NYU Accelerate Not Viable Solution
February 21, 2017
In a recent update, President Andrew Hamilton and the Affordability and Steering Committee and Working Group expanded on their attempts to create a more affordable college experience for students. The main proposed solution is NYU Accelerate, which supports pathways to early graduation. These include taking two credit classes along with J-term and summer classes. However, this proposal is problematic and offers no new solution besides one which many students have already taken initiative with.
The Working Group’s proposal is a gimmicky slap in the face since twenty percent of students already graduate early. The proposal is taking an unfortunate reality of NYU’s unaffordability crisis and passing it off as a solution. Also unfortunate is the committee’s suggestion that students spend two years at Borough of Manhattan Community College instead of actually making their own institution more affordable for those who do not want to choose that path. These supposed solutions seem to suggest the Working Group believes that four years at NYU is a luxury for the richest students, even as most students in the US require more than four years to finish. The Working Group is implying that the full college experience is an exclusive luxury for students who can afford the tuition.

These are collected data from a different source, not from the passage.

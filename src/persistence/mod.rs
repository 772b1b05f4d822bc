//! Persistence collaborators for configuration values
//!
//! The engine never stores values itself; it hands a scope's complete value
//! map to a [`ConfigBackend`] and reads saved values back from it.
//!
//! # Implementations
//! - `HttpBackend`: the plugin registry API
//! - `FileBackend`: JSON files through the [`System`](crate::system::System) abstraction
//! - `MemoryBackend`: in-memory store with scriptable failures, for tests

pub mod envelope;
pub mod file;
pub mod http;
pub mod memory;

pub use envelope::ApiEnvelope;
pub use file::FileBackend;
pub use http::HttpBackend;
pub use memory::MemoryBackend;

use core::fmt;

use crate::error::PersistenceError;
use crate::schema::ConfigScope;
use crate::store::ConfigValues;

/// Plugin version whose configuration is being edited
#[derive(Debug, Clone, PartialEq, Eq, Hash)]
pub struct ConfigTarget {
    pub plugin_id: String,
    pub version_id: String,
}

impl ConfigTarget {
    #[inline]
    pub fn new<P: Into<String>, V: Into<String>>(plugin_id: P, version_id: V) -> Self {
        Self {
            plugin_id: plugin_id.into(),
            version_id: version_id.into(),
        }
    }
}

impl fmt::Display for ConfigTarget {
    #[inline]
    fn fmt(&self, f: &mut fmt::Formatter<'_>) -> fmt::Result {
        write!(f, "{}@{}", self.plugin_id, self.version_id)
    }
}

/// External store for scope-local configuration values
///
/// A save replaces the whole value map of one scope; partial writes must
/// never become visible.
pub trait ConfigBackend: Send + Sync {
    /// Read the saved values of one scope; an unknown target yields an empty map
    ///
    /// # Errors
    ///
    /// Returns a [`PersistenceError`] when the store cannot be reached or
    /// rejects the request.
    fn load(
        &self,
        target: &ConfigTarget,
        scope: ConfigScope,
    ) -> Result<ConfigValues, PersistenceError>;

    /// Replace the saved values of one scope
    ///
    /// # Errors
    ///
    /// Returns a [`PersistenceError`] when the store cannot be reached or
    /// rejects the values.
    fn save(
        &self,
        target: &ConfigTarget,
        scope: ConfigScope,
        values: &ConfigValues,
    ) -> Result<(), PersistenceError>;
}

Currently, NYU’s scheduling system will not permit students to take more than eighteen credits in one semester. In fact, if a student wishes to do this, they must file a special petition proving that they are capable of handling the heavy course load. Under this policy, NYU recognizes just how difficult taking more than the traditional 16-18 credits is. Yet, their solution — that they supposedly have been working on for a year — to NYU’s immense affordability problem is to ignore their own advice and tell students to take more classes in less time. Not only is this a lazy suggestion, but is also not even a solution for most. Many students who start out in Liberal Studies or double major already struggle to graduate in four years, much less three. Furthermore, J-term and summer classes still cost extra, making the total cost only slightly less expensive than four years of NYU tuition.
While the effort to increase affordability is certainly appreciated, if it is to be done successfully it should provide students an equal opportunity to achieve an NYU education, not grant that privilege only to well-off students. Hamilton’s current proposal doesn’t offer a solution so much as it encourages the makeshift solution that students were already employing to make it through college while paying less. Instead of cheating students out of a carefully constructed four-year education plan, Hamilton’s efforts need to gear more towards programs like reducing the amount of required textbooks and expanding campus shuttles if he hopes to truly make make NYU affordable to all students.